James Patrick Bailey, Juris Doctor, Land and Title Specialist, did in-depth research for the descendents of James Suckinaw whose name means, "Always been there who had dominion over all the Lands, Waters, and Resources of Kuiu Kwaan country and never ceded his dominion to anyone. Dr. Bailey did research at the Smithsonian Institute, Congressional Records and National Archives where all records are stored for all the states in the Union. His findings were that there is nothing on record to show Russia owned Alaska and nothing to show the United States purchased Alaska from Russia. There is no bill of sale. If there was a pauper's receipt, Dr. Bailey would have found it.
Our Great-Grandfather GwashNaw would not allow foreign traders to set foot on Kuiu Island. Foreigners could only trade from their boats, which is why Kuiu has its Native name today. On Oct. 18, 1867, a Sitka ceremony featured the raising of the U.S. flag over the fort. The raising of the flag had no bearing on Kuiu Kwaan country. In 1934, U.S. Marshals made our parents leave Kuiu Island and ShaKan. Under a threat, the marshals said the children had to be in a school by fall; otherwise, the parents would be jailed and children sent to orphanages. Dr. Bailey told us "You Kuiu Kwaan are absentee landlords."
Dr. James P. Bailey's"Smoking Gun" research found:
A treaty, statute, or ordinance that violates the Constitution of the U.S. is not valid nor can it be enforced.

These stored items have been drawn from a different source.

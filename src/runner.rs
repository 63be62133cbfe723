//! Invocation of external toolkit binaries.
//!
//! Every external call in the pipeline goes through this module: the argv
//! is logged, stdio is inherited so toolkit output lands in the batch log,
//! and a non-zero exit aborts the current subject run immediately. There
//! is no retry and no cleanup of partial outputs.

use std::ffi::{OsStr, OsString};
use std::path::Path;
use std::process::{Command, Stdio};

use anyhow::{bail, Context, Result};
use log::info;

/// Run `program` with `args` in the current directory.
pub fn run<I, S>(program: &str, args: I) -> Result<()>
where
    I: IntoIterator<Item = S>,
    S: AsRef<OsStr>,
{
    run_impl(None, program, args)
}

/// Run `program` with `args` with `dir` as the working directory.
pub fn run_in<I, S>(dir: &Path, program: &str, args: I) -> Result<()>
where
    I: IntoIterator<Item = S>,
    S: AsRef<OsStr>,
{
    run_impl(Some(dir), program, args)
}

fn run_impl<I, S>(dir: Option<&Path>, program: &str, args: I) -> Result<()>
where
    I: IntoIterator<Item = S>,
    S: AsRef<OsStr>,
{
    let args: Vec<OsString> = args.into_iter().map(|a| a.as_ref().to_os_string()).collect();
    info!(
        "$ {} {}",
        program,
        args.iter()
            .map(|a| a.to_string_lossy().into_owned())
            .collect::<Vec<_>>()
            .join(" ")
    );

    let mut command = Command::new(program);
    command.args(&args);
    if let Some(dir) = dir {
        command.current_dir(dir);
    }

    let status = command
        .status()
        .with_context(|| format!("failed to launch '{program}' (is it on PATH?)"))?;
    if !status.success() {
        bail!("'{program}' exited with {status}");
    }
    Ok(())
}

/// Probe whether an external tool answers `-h`.
pub fn is_available(program: &str) -> bool {
    Command::new(program)
        .arg("-h")
        .stdout(Stdio::null())
        .stderr(Stdio::null())
        .status()
        .map(|s| s.success())
        .unwrap_or(false)
}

The U.S. violated its own Constitution because it did not obtain the consent of the governed, and it cannot unilaterally incorporate Alaska. In that light, the 1867 Treaty of Cession between Tsarist Russia and the U.S. is an unlawful treaty since the US already denied that the Northwest Territories (Alaska at that time) was not part of the Russian Empire. The U.S. Supreme Court supported this position when it determined in 1975 in United States vs. the State of Alaska (422 U.S. 184) that the 1867 Treaty of Cession between the Tsar of Russia and the U.S. effectively was a quitclaim. A quitclaim cannot transfer title, especially since the U.S. itself asserted that Russia had not acquired it.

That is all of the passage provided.